Live webinar • Tue 16 June, 9:00 AM BST | 4:00 PM SGT - AP Automation: From purchase order to payment

Live webinar • Tue 16 June, 9:00 AM BST | 4:00 PM SGT - AP Automation: From purchase order to payment

This article is part of our series on how to close the control gap in maritime's procure to pay workflow (article six of seven)

How does supplier bank account change fraud work in maritime AP?

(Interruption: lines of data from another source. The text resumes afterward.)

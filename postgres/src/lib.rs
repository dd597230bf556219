//! `PostgreSQL` collaborators for the shift marketplace.
//!
//! This crate provides the production implementations of the storage
//! contracts from `shiftmatch-core`:
//!
//! - [`PostgresRequestStore`]: requests and user profiles
//! - [`PostgresCatalog`]: the raw shop and station-area tables
//!
//! Both use runtime-checked `sqlx` queries over a shared [`PgPool`]. The store
//! performs no locking of its own; the engine serializes writers per request.
//!
//! # Example
//!
//! ```ignore
//! use shiftmatch_postgres::{PostgresCatalog, PostgresRequestStore, connect, run_migrations};
//!
//! let pool = connect("postgres://localhost/shiftmatch", 10).await?;
//! run_migrations(&pool).await?;
//! let store = PostgresRequestStore::from_pool(pool.clone());
//! let catalog = PostgresCatalog::from_pool(pool);
//! ```

#![forbid(unsafe_code)]

use sqlx::PgPool;
use sqlx::postgres::PgPoolOptions;

/// Request and user tables
pub mod request_store;

/// Shop and station-area tables
pub mod catalog;

pub use catalog::PostgresCatalog;
pub use request_store::PostgresRequestStore;

/// Open a connection pool.
///
/// # Errors
///
/// Returns the driver error if the database cannot be reached.
pub async fn connect(database_url: &str, max_connections: u32) -> Result<PgPool, sqlx::Error> {
    let pool = PgPoolOptions::new()
        .max_connections(max_connections)
        .connect(database_url)
        .await?;
    tracing::info!(max_connections, "Connected to PostgreSQL");
    Ok(pool)
}

/// Apply pending migrations from `migrations/`.
///
/// Applied versions are tracked in `_sqlx_migrations`, so a rerun only
/// applies new files.
///
/// # Errors
///
/// Returns error if a migration fails or an applied one was edited.
pub async fn run_migrations(pool: &PgPool) -> Result<(), sqlx::migrate::MigrateError> {
    sqlx::migrate!("./migrations").run(pool).await?;
    tracing::info!("Database schema is up to date");
    Ok(())
}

Supplier bank account change fraud involves a fraudulent email requesting updated banking details for a known supplier. It works because most maritime AP workflows verify bank details once at onboarding and do not always require re-verification when changes are submitted. The payment runs to the fraudulent account before the legitimate supplier reports the missing payment. Recovery rates are low. Fewer than a quarter of organisations recover 75 percent or more of their losses

Vendor onboarding is a 'one and done'

Most maritime AP teams have onboarding controls in place. Suppliers go through a verification process. Bank details are recorded. The compliance framework looks sound. The question is whether those controls are still active at the moment any given payment executes.

They usually are not.

Vendor onboarding happens months or years before most payments are made. Bank details are verified at setup and stored. The invoice approval workflow and the payment release workflow may not share the same compliance data layer. By the time a payment instruction is generated, the verification work is complete. The only thing the system requires is that an approved invoice exists.

Fraudsters know which gaps to exploit

Supplier bank account change fraud exploits the gap between when verification ran and when the payment executes. A fraudulent email arrives requesting updated banking details for a known supplier, typically with enough surrounding context to appear legitimate. The change is processed. The next payment runs to the new account. By the time the legitimate supplier reports the missing payment, the funds have left.

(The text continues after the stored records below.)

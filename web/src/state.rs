//! Application state shared by every handler.

use shiftmatch_core::environment::Clock;
use shiftmatch_runtime::{ExpirySweeper, Marketplace, MatchingEngine, ReferenceCache};
use std::sync::Arc;

/// Handles to the engine and its background components.
///
/// Cheap to clone; every field is reference counted.
#[derive(Clone)]
pub struct AppState {
    /// Submission, claims and cancellation
    pub engine: Arc<MatchingEngine>,
    /// Reference catalog
    pub cache: Arc<ReferenceCache>,
    /// Expiry sweeper, for the operator hook
    pub sweeper: Arc<ExpirySweeper>,
    /// Time source for profile timestamps
    pub clock: Arc<dyn Clock>,
    /// Bearer token for operator hooks; `None` disables them
    pub admin_token: Option<Arc<str>>,
}

impl AppState {
    /// Build the state from a wired marketplace.
    ///
    /// A blank `admin_token` disables the operator hooks.
    #[must_use]
    pub fn new(market: &Marketplace, clock: Arc<dyn Clock>, admin_token: Option<String>) -> Self {
        Self {
            engine: Arc::clone(&market.engine),
            cache: Arc::clone(&market.cache),
            sweeper: Arc::clone(&market.sweeper),
            clock,
            admin_token: admin_token
                .map(|t| t.trim().to_string())
                .filter(|t| !t.is_empty())
                .map(Arc::from),
        }
    }
}

#[cfg(test)]
mod tests {
    use super::*;

    #[test]
    fn test_state_is_clone() {
        fn assert_clone<T: Clone + Send + Sync>() {}
        assert_clone::<AppState>();
    }
}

 The FBI's Internet Crime Complaint Center documented over $55 billion in business email compromise losses in the decade to 2023. The AFP's 2025 Payments Fraud survey found 79 percent of organisations experienced attempted or actual payments fraud in 2024, with 63 percent experiencing business email compromise specifically. Wire transfers, the primary payment method in maritime supplier relationships, were the most targeted. Only 22 percent of organisations recovered three-quarters or more of their losses.

Marcura's own research found payment fraud targeting maritime running three to five times higher than traditional banking, adjusted for transaction volume. High-value payments. Fragmented compliance. A longer window between payment runs. Each makes maritime a more attractive target than general industry statistics suggest.

Open magazines with a ship image and a book titled "Navigating New Financial Realities" on a surface.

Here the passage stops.